I am moving over to the 21k challenge because I am at 51% of income saved for the year so far with $19,702.

9 Likes

So haven’t been tracking this all year so let’s see how I’m doing…

Year to date pretax income
Old job $33,673.25
Tiny side job $1,239.53
New job $11,446.13
Total $46,358.91 + negligible savings account interest that I’m too lazy to look up right now

Year to date savings
Credit card debt payments $2,053.05 - completely paid off as of 6/21 - completely debt free except for student loans and we will not speak of those
Easily accessible emergency fund $1500
Less accessible emergency fund $5924.91
Roth IRA $1850
410k $1475.35 not including match
Total $12,803.31

YTD savings rate
27.62% woo!

9 Likes

I never officially joined this challenge, but it is literally impossible for me to fail at saving 21% at this point unless I literally worked more than 40 hours a week by quite a significant amount (not going to happen) and didn’t save any of it at all. And it’s quite unlikely (though not 100% impossible?) that I reach 21k by the end of the year at this point just via cash flow.

YTD:

HSA: $2,904
IRA: $6,000
mortgage principal: $3,330
Roth 401(k): $2,151
CapitalOne360: $500

Total: $14,885

Currently savings are at 28% of gross income to date, 27% of my originally estimated income for this year ($55k). I will probably end the year somewhere between $55-60k.

ETA: I think it might be worth it to add as well, when I started working again I didn’t actually intend (initially) to save anything. Like, at all. I intended to make enough to pay the bills. (Also, I didn’t start until a few weeks into January, and the first few weeks were a bit slow, work-wise.) But when I started making more than that my goal quickly flew out that window and my anxiety brain kicked in and said I must save all the money. There’s… probably a happy middle ground somewhere. She says, as she plots how to shove money into her after-tax investment account.

10 Likes

Omg omg omg y’all! With what I’ve saved this month so far, not even including this month’s 401k or IRA contributions, I’ve saved $21,463.60 this year not including company 410k match.

Ahhhhhhhhh! This is mind blowing.

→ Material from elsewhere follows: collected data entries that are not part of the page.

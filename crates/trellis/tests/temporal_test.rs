//! Temporal query semantics: as_of, history windows, version boundaries.

mod common;

use common::*;
use trellis::prelude::*;

#[test]
fn test_as_of_reads_point_in_time_state() {
    for (backend, mut fx) in fixtures() {
        fx.session.ensure(customer("c1", "Alice").as_intent().unwrap());
        let c1 = fx.session.commit().unwrap().unwrap();
        fx.session.ensure(customer("c1", "Alicia").as_intent().unwrap());
        let c2 = fx.session.commit().unwrap().unwrap();

        let v1 = fx
            .session
            .query()
            .entities::<Customer>()
            .as_of(c1)
            .first()
            .unwrap()
            .unwrap();
        assert_eq!(v1.name, "Alice", "backend {backend}");
        assert_eq!(v1.meta.commit_id, c1);

        let v2 = fx
            .session
            .query()
            .entities::<Customer>()
            .as_of(c2)
            .first()
            .unwrap()
            .unwrap();
        assert_eq!(v2.name, "Alicia", "backend {backend}");

        // as_of beyond head clamps to head.
        let beyond = fx
            .session
            .query()
            .entities::<Customer>()
            .as_of(c2 + 10)
            .first()
            .unwrap()
            .unwrap();
        assert_eq!(beyond.name, "Alicia", "backend {backend}");
    }
}

#[test]
fn test_history_windows() {
    for (backend, mut fx) in fixtures() {
        fx.session.ensure(customer("c1", "V1").as_intent().unwrap());
        let c1 = fx.session.commit().unwrap().unwrap();
        fx.session.ensure(customer("c1", "V2").as_intent().unwrap());
        fx.session.commit().unwrap();
        fx.session.ensure(customer("c2", "Other").as_intent().unwrap());
        fx.session.commit().unwrap();

        let history = fx
            .session
            .query()
            .entities::<Customer>()
            .with_history()
            .collect()
            .unwrap();
        assert_eq!(history.len(), 3, "backend {backend}");
        // Ordered commit_id ASC.
        let commits: Vec<i64> = history.iter().map(|h| h.meta.commit_id).collect();
        let mut sorted = commits.clone();
        sorted.sort();
        assert_eq!(commits, sorted, "backend {backend}");

        let since = fx
            .session
            .query()
            .entities::<Customer>()
            .history_since(c1)
            .collect()
            .unwrap();
        assert_eq!(since.len(), 2, "backend {backend}");
        assert!(since.iter().all(|h| h.meta.commit_id > c1));
    }
}

#[test]
fn test_relation_history() {
    for (backend, mut fx) in fixtures() {
        fx.session.ensure(vec![
            customer("p1", "Pat").as_intent().unwrap(),
            company("c1", "Acme", 5).as_intent().unwrap(),
            Employment {
                left_key: "p1".into(),
                right_key: "c1".into(),
                stint_id: "a".into(),
                role: "Eng".into(),
            }
            .as_intent()
            .unwrap(),
        ]);
        let first = fx.session.commit().unwrap().unwrap();
        fx.session.ensure(
            Employment {
                left_key: "p1".into(),
                right_key: "c1".into(),
                stint_id: "a".into(),
                role: "Mgr".into(),
            }
            .as_intent()
            .unwrap(),
        );
        fx.session.commit().unwrap();

        let at_first = fx
            .session
            .query()
            .relations::<Employment>()
            .as_of(first)
            .first()
            .unwrap()
            .unwrap();
        assert_eq!(at_first.role, "Eng", "backend {backend}");

        let history = fx
            .session
            .query()
            .relations::<Employment>()
            .with_history()
            .collect()
            .unwrap();
        assert_eq!(history.len(), 2, "backend {backend}");
    }
}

I just keep expecting that I will have no money left to save each month. Even though I know I don’t really buy very many things except snacks and the occasional video game, book, or skin care thing, I just expect it to all be gone.

Ack wrong thread! Sorry everybody

14 Likes

I forgot to post here at the end of Nov:

YTD:

HSA: $3,226
IRA: $6,000
mortgage principal: $4,002
Roth 401(k): $2,592
CapitalOne360: $550

Total: $16,371

Savings as of Nov 30 were at 29% of gross income to that date. I’ll have to wait until the first week in January to see the actual total for 2021.

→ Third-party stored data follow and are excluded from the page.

impl SqliteEventStore {
    pub fn new(conn: Rc<Connection>, config: TrellisConfig) -> Result<SqliteEventStore> {
        let store = SqliteEventStore { conn, config };
        store.create_tables()?;
        Ok(store)
    }

    fn create_tables(&self) -> Result<()> {
        self.conn
            .execute_batch(
                "CREATE TABLE IF NOT EXISTS events (
                    id TEXT PRIMARY KEY,
                    namespace TEXT NOT NULL,
                    type TEXT NOT NULL,
                    payload TEXT NOT NULL,
                    created_at TEXT NOT NULL,
                    priority INTEGER NOT NULL DEFAULT 100,
                    root_event_id TEXT NOT NULL,
                    chain_depth INTEGER NOT NULL DEFAULT 0
                );
                CREATE INDEX IF NOT EXISTS idx_events_namespace_type_order
                    ON events(namespace, type, priority DESC, created_at ASC, id ASC);

                CREATE TABLE IF NOT EXISTS event_claims (
                    event_id TEXT NOT NULL,
                    handler_id TEXT NOT NULL,
                    session_id TEXT NOT NULL,
                    claimed_at TEXT NOT NULL,
                    lease_until TEXT NOT NULL,
                    ack_at TEXT,
                    attempts INTEGER NOT NULL DEFAULT 0,
                    available_at TEXT NOT NULL,
                    last_error TEXT,
                    dead_lettered_at TEXT,
                    PRIMARY KEY (event_id, handler_id)
                );
                CREATE INDEX IF NOT EXISTS idx_event_claims_handler_state
                    ON event_claims(handler_id, ack_at, dead_lettered_at,
                                    lease_until, available_at);
                CREATE INDEX IF NOT EXISTS idx_event_claims_event
                    ON event_claims(event_id);

                CREATE TABLE IF NOT EXISTS dead_letters (
                    id INTEGER PRIMARY KEY AUTOINCREMENT,
                    event_id TEXT NOT NULL,
                    handler_id TEXT NOT NULL,
                    namespace TEXT NOT NULL,
                    failed_at TEXT NOT NULL,
                    attempts INTEGER NOT NULL,
                    last_error TEXT NOT NULL,
                    event_type TEXT NOT NULL,
                    event_payload TEXT NOT NULL,
                    root_event_id TEXT NOT NULL,
                    chain_depth INTEGER NOT NULL
                );
                CREATE INDEX IF NOT EXISTS idx_dead_letters_namespace_failed
                    ON dead_letters(namespace, failed_at DESC);

                CREATE TABLE IF NOT EXISTS sessions (
                    session_id TEXT PRIMARY KEY,
                    namespace TEXT NOT NULL,
                    started_at TEXT NOT NULL,
                    last_heartbeat TEXT NOT NULL,
                    metadata TEXT
                );
                CREATE INDEX IF NOT EXISTS idx_sessions_heartbeat
                    ON sessions(last_heartbeat);
                CREATE INDEX IF NOT EXISTS idx_sessions_namespace
                    ON sessions(namespace);",
            )
            .map_err(|e| storage_err("event_tables", e))
    }

    fn in_own_tx<T>(&self, op: &str, f: impl FnOnce() -> Result<T>) -> Result<T> {
        let own = self.conn.is_autocommit();
        if own {
            self.conn
                .execute_batch("BEGIN IMMEDIATE")
                .map_err(|e| storage_err(op, e))?;
        }
        match f() {
            Ok(out) => {
                if own {
                    self.conn
                        .execute_batch("COMMIT")
                        .map_err(|e| storage_err(op, e))?;
                }
                Ok(out)
            }
            Err(e) => {
                if own {
                    let _ = self.conn.execute_batch("ROLLBACK");
                }
                Err(e)
            }
        }
    }
}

(I am thinking about this now as I am trying to calculate available space/flexibility for next year and it is stressing me out.)

3 Likes

:rotating_light:Reminder! Please fill in this form and you will have your glorious sticker mailed if you haven’t already.

If you’re up for participating for 2022, here it is: 22 in 2022 Challenge: Save 22% of your income in 2022

1 Like

Well, I stopped putting the monthly numbers here sometime around, IDK August or so (?), but just did the end of year numbers and I made it on both easy mode and hard mode!

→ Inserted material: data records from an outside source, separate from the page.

//! Canonical type-spec trees for schema drift detection.
//!
//! A type spec is the authoritative structured description of a field's
//! type. Object keys serialise sorted, union members are ordered by their
//! canonical JSON, and recursive typed-dict references become named `ref`
//! back-edges, so two specs are comparable by hash as well as structurally.

use std::collections::{BTreeMap, HashSet};

use serde::{Deserialize, Serialize};
use serde_json::Value;

use crate::hash::canonical_json;

#[derive(Debug, Clone, PartialEq, Serialize, Deserialize)]
#[serde(tag = "kind", rename_all = "snake_case")]
pub enum TypeSpec {
    Primitive {
        name: String,
    },
    List {
        item: Box<TypeSpec>,
    },
    Dict {
        key: Box<TypeSpec>,
        value: Box<TypeSpec>,
    },
    Union {
        members: Vec<TypeSpec>,
    },
    TypedDict {
        name: String,
        total: bool,
        fields: BTreeMap<String, TypeSpec>,
    },
    Ref {
        name: String,
    },
}

impl TypeSpec {
    pub fn primitive(name: &str) -> TypeSpec {
        TypeSpec::Primitive {
            name: name.to_string(),
        }
    }

    pub fn str() -> TypeSpec {
        Self::primitive("str")
    }

    pub fn int() -> TypeSpec {
        Self::primitive("int")
    }

    pub fn float() -> TypeSpec {
        Self::primitive("float")
    }

    pub fn bool() -> TypeSpec {
        Self::primitive("bool")
    }

    pub fn null() -> TypeSpec {
        Self::primitive("null")
    }

    pub fn any() -> TypeSpec {
        Self::primitive("any")
    }

    pub fn list(item: TypeSpec) -> TypeSpec {
        TypeSpec::List {
            item: Box::new(item),
        }
    }

    pub fn dict(key: TypeSpec, value: TypeSpec) -> TypeSpec {
        TypeSpec::Dict {
            key: Box::new(key),
            value: Box::new(value),
        }
    }

    /// Union with members sorted by canonical JSON for determinism.
    pub fn union(mut members: Vec<TypeSpec>) -> TypeSpec {
        members.sort_by_key(|m| m.canonical_json());
        TypeSpec::Union { members }
    }

    /// `optional[T]` sugar: `union(T, null)`.
    pub fn optional(inner: TypeSpec) -> TypeSpec {
        Self::union(vec![inner, Self::null()])
    }

    pub fn typed_dict(name: &str, fields: Vec<(&str, TypeSpec)>) -> TypeSpec {
        TypeSpec::TypedDict {
            name: name.to_string(),
            total: true,
            fields: fields
                .into_iter()
                .map(|(k, v)| (k.to_string(), v))
                .collect(),
        }
    }

    pub fn reference(name: &str) -> TypeSpec {
        TypeSpec::Ref {
            name: name.to_string(),
        }
    }

    pub fn canonical_json(&self) -> String {
        let value = serde_json::to_value(self).unwrap_or(Value::Null);
        canonical_json(&value)
    }

    fn collect_defs<'a>(&'a self, defs: &mut BTreeMap<&'a str, &'a TypeSpec>) {
        match self {
            TypeSpec::TypedDict { name, fields, .. } => {
                if defs.insert(name.as_str(), self).is_none() {
                    for field in fields.values() {
                        field.collect_defs(defs);
                    }
                }
            }
            TypeSpec::List { item } => item.collect_defs(defs),
            TypeSpec::Dict { key, value } => {
                key.collect_defs(defs);
                value.collect_defs(defs);
            }
            TypeSpec::Union { members } => {
                for m in members {
                    m.collect_defs(defs);
                }
            }
            TypeSpec::Primitive { .. } | TypeSpec::Ref { .. } => {}
        }
    }

    /// Structural equality with `ref` nodes resolved against the named
    /// typed-dict trees of each side. Back-edges compare equal iff they
    /// point to equal named trees; re-entered pairs are assumed equal.
    pub fn structurally_equal(&self, other: &TypeSpec) -> bool {
        let mut defs_a = BTreeMap::new();
        let mut defs_b = BTreeMap::new();
        self.collect_defs(&mut defs_a);
        other.collect_defs(&mut defs_b);
        let mut visited = HashSet::new();
        eq_inner(self, other, &defs_a, &defs_b, &mut visited)
    }

    /// Whether a JSON value conforms to this spec. Unknown primitive names
    /// and `any` accept everything; typed dicts require declared fields
    /// when total and check declared fields that are present.
    pub fn conforms(&self, value: &Value) -> bool {
        let mut defs = BTreeMap::new();
        self.collect_defs(&mut defs);
        conforms_inner(self, value, &defs)
    }
}

fn resolve<'a>(
    spec: &'a TypeSpec,
    defs: &BTreeMap<&'a str, &'a TypeSpec>,
) -> &'a TypeSpec {
    match spec {
        TypeSpec::Ref { name } => defs.get(name.as_str()).copied().unwrap_or(spec),
        _ => spec,
    }
}

fn eq_inner(
    a: &TypeSpec,
    b: &TypeSpec,
    defs_a: &BTreeMap<&str, &TypeSpec>,
    defs_b: &BTreeMap<&str, &TypeSpec>,
    visited: &mut HashSet<(String, String)>,
) -> bool {
    let a = resolve(a, defs_a);
    let b = resolve(b, defs_b);

    match (a, b) {
        (TypeSpec::Primitive { name: x }, TypeSpec::Primitive { name: y }) => x == y,
        (TypeSpec::List { item: x }, TypeSpec::List { item: y }) => {
            eq_inner(x, y, defs_a, defs_b, visited)
        }
        (
            TypeSpec::Dict { key: ka, value: va },
            TypeSpec::Dict { key: kb, value: vb },
        ) => {
            eq_inner(ka, kb, defs_a, defs_b, visited)
                && eq_inner(va, vb, defs_a, defs_b, visited)
        }
        (TypeSpec::Union { members: xs }, TypeSpec::Union { members: ys }) => {
            if xs.len() != ys.len() {
                return false;
            }
            let mut xs: Vec<&TypeSpec> = xs.iter().collect();
            let mut ys: Vec<&TypeSpec> = ys.iter().collect();
            xs.sort_by_key(|m| m.canonical_json());
            ys.sort_by_key(|m| m.canonical_json());
            xs.iter()
                .zip(ys.iter())
                .all(|(x, y)| eq_inner(x, y, defs_a, defs_b, visited))
        }
        (
            TypeSpec::TypedDict {
                name: na,
                total: ta,
                fields: fa,
            },
            TypeSpec::TypedDict {
                name: nb,
                total: tb,
                fields: fb,
            },
        ) => {
            let pair = (na.clone(), nb.clone());
            if visited.contains(&pair) {
                return true;
            }
            visited.insert(pair);
            ta == tb
                && fa.len() == fb.len()
                && fa.iter().zip(fb.iter()).all(|((ka, va), (kb, vb))| {
                    ka == kb && eq_inner(va, vb, defs_a, defs_b, visited)
                })
        }
        // Dangling refs: compare by name.
        (TypeSpec::Ref { name: x }, TypeSpec::Ref { name: y }) => x == y,
        (TypeSpec::Ref { name: x }, TypeSpec::TypedDict { name: y, .. }) => x == y,
        (TypeSpec::TypedDict { name: x, .. }, TypeSpec::Ref { name: y }) => x == y,
        _ => false,
    }
}

fn conforms_inner(
    spec: &TypeSpec,
    value: &Value,
    defs: &BTreeMap<&str, &TypeSpec>,
) -> bool {
    match resolve(spec, defs) {
        TypeSpec::Primitive { name } => match name.as_str() {
            "str" => value.is_string(),
            "int" => value.is_i64() || value.is_u64(),
            "float" => value.is_number(),
            "bool" => value.is_boolean(),
            "null" => value.is_null(),
            _ => true,
        },
        TypeSpec::List { item } => match value.as_array() {
            Some(items) => items.iter().all(|v| conforms_inner(item, v, defs)),
            None => false,
        },
        TypeSpec::Dict { value: val_spec, .. } => match value.as_object() {
            Some(map) => map.values().all(|v| conforms_inner(val_spec, v, defs)),
            None => false,
        },
        TypeSpec::Union { members } => {
            members.iter().any(|m| conforms_inner(m, value, defs))
        }
        TypeSpec::TypedDict { total, fields, .. } => match value.as_object() {
            Some(map) => {
                if *total && fields.keys().any(|k| !map.contains_key(k)) {
                    return false;
                }
                fields.iter().all(|(k, f)| match map.get(k) {
                    Some(v) => conforms_inner(f, v, defs),
                    None => true,
                })
            }
            None => false,
        },
        // Unresolvable back-edge: nothing to check against.
        TypeSpec::Ref { .. } => true,
    }
}

/// Attempt to parse a legacy stored type string into a type spec.
///
/// The bounded grammar covers primitives, `list[T]`, `dict[K, V]` and
/// `optional[T]`. Returns `None` when the string cannot be parsed, which
/// callers treat as real drift.
pub fn synthesize_from_legacy(type_str: &str) -> Option<TypeSpec> {
    let s = type_str.trim();
    match s {
        "str" | "int" | "float" | "bool" | "null" | "any" => {
            return Some(TypeSpec::primitive(s));
        }
        _ => {}
    }

    if let Some(inner) = bracketed(s, "optional[") {
        let inner_spec =
            synthesize_from_legacy(inner).unwrap_or_else(|| TypeSpec::primitive(inner.trim()));
        return Some(TypeSpec::union(vec![inner_spec, TypeSpec::null()]));
    }
    if let Some(inner) = bracketed(s, "list[") {
        let inner_spec =
            synthesize_from_legacy(inner).unwrap_or_else(|| TypeSpec::primitive(inner.trim()));
        return Some(TypeSpec::list(inner_spec));
    }
    if let Some(inner) = bracketed(s, "dict[") {
        let (key, value) = split_top_level(inner)?;
        let key_spec =
            synthesize_from_legacy(key).unwrap_or_else(|| TypeSpec::primitive(key.trim()));
        let value_spec =
            synthesize_from_legacy(value).unwrap_or_else(|| TypeSpec::primitive(value.trim()));
        return Some(TypeSpec::dict(key_spec, value_spec));
    }

    None
}

fn bracketed<'a>(s: &'a str, prefix: &str) -> Option<&'a str> {
    if s.starts_with(prefix) && s.ends_with(']') {
        Some(&s[prefix.len()..s.len() - 1])
    } else {
        None
    }
}

/// Split `K, V` at the first comma not nested inside brackets.
fn split_top_level(s: &str) -> Option<(&str, &str)> {
    let mut depth = 0usize;
    for (i, ch) in s.char_indices() {
        match ch {
            '[' => depth += 1,
            ']' => depth = depth.saturating_sub(1),
            ',' if depth == 0 => return Some((&s[..i], &s[i + 1..])),
            _ => {}
        }
    }
    None
}

#[cfg(test)]
mod tests {
    use super::*;
    use serde_json::json;

    #[test]
    fn test_canonical_json_shape() {
        let spec = TypeSpec::str();
        assert_eq!(spec.canonical_json(), r#"{"kind":"primitive","name":"str"}"#);
    }

    #[test]
    fn test_union_members_sorted() {
        let a = TypeSpec::union(vec![TypeSpec::str(), TypeSpec::int()]);
        let b = TypeSpec::union(vec![TypeSpec::int(), TypeSpec::str()]);
        assert_eq!(a.canonical_json(), b.canonical_json());
    }

    #[test]
    fn test_structural_equality_basic() {
        let a = TypeSpec::list(TypeSpec::optional(TypeSpec::int()));
        let b = TypeSpec::list(TypeSpec::union(vec![TypeSpec::null(), TypeSpec::int()]));
        assert!(a.structurally_equal(&b));
        assert!(!a.structurally_equal(&TypeSpec::list(TypeSpec::int())));
    }

    #[test]
    fn test_recursive_ref_equality() {
        // Node { next: Node (back-edge) } on both sides.
        let a = TypeSpec::typed_dict(
            "Node",
            vec![(
                "next",
                TypeSpec::optional(TypeSpec::reference("Node")),
            )],
        );
        let b = a.clone();
        assert!(a.structurally_equal(&b));

        let c = TypeSpec::typed_dict(
            "Node",
            vec![("next", TypeSpec::optional(TypeSpec::reference("Other")))],
        );
        assert!(!a.structurally_equal(&c));
    }

    #[test]
    fn test_conforms_primitives() {
        assert!(TypeSpec::str().conforms(&json!("hi")));
        assert!(!TypeSpec::str().conforms(&json!(1)));
        assert!(TypeSpec::int().conforms(&json!(3)));
        assert!(!TypeSpec::int().conforms(&json!(3.5)));
        assert!(TypeSpec::float().conforms(&json!(3)));
        assert!(TypeSpec::optional(TypeSpec::str()).conforms(&json!(null)));
    }

    #[test]
    fn test_conforms_typed_dict() {
        let spec = TypeSpec::typed_dict(
            "Profile",
            vec![("city", TypeSpec::str()), ("zip", TypeSpec::str())],
        );
        assert!(spec.conforms(&json!({"city": "Oslo", "zip": "0150"})));
        assert!(!spec.conforms(&json!({"city": "Oslo"})));
        assert!(!spec.conforms(&json!({"city": 7, "zip": "0150"})));
    }

    #[test]
    fn test_conforms_list_of_dicts() {
        let spec = TypeSpec::list(TypeSpec::typed_dict(
            "Ev",
            vec![("kind", TypeSpec::str())],
        ));
        assert!(spec.conforms(&json!([{"kind": "click"}, {"kind": "view"}])));
        assert!(!spec.conforms(&json!([{"kind": 1}])));
        assert!(spec.conforms(&json!([])));
    }

    #[test]
    fn test_legacy_synthesis() {
        assert_eq!(
            synthesize_from_legacy("str"),
            Some(TypeSpec::str())
        );
        assert!(synthesize_from_legacy("optional[str]")
            .unwrap()
            .structurally_equal(&TypeSpec::optional(TypeSpec::str())));
        assert_eq!(
            synthesize_from_legacy("list[int]"),
            Some(TypeSpec::list(TypeSpec::int()))
        );
        assert_eq!(
            synthesize_from_legacy("dict[str, list[int]]"),
            Some(TypeSpec::dict(
                TypeSpec::str(),
                TypeSpec::list(TypeSpec::int())
            ))
        );
        assert_eq!(synthesize_from_legacy("SomethingWeird<T>"), None);
    }
}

2021 Income Total: $71,359 (hard mode number, including refund from 2020 taxes)
2021 Savings Total: $18,749
2021 Savings Percent: 26%

On to the 22% challenge! Could be just feasible with the 2021 tax refund, but will see.

5 Likes

YTD for December:

HSA: $3,548 (+$161 +$161)
IRA: $6,000 (+$0, done for the year)
mortgage principal: $4,376 (+$374 +$300)
Roth 401(k): $3,096 (+$237 +$267)
401(k): $460 (+$460) ← employer match (done quarterly)
CapitalOne360: $600 (+$50)

Total: $18,080 (+$1,709)

Savings on Dec 31 were 27% of gross, so, success!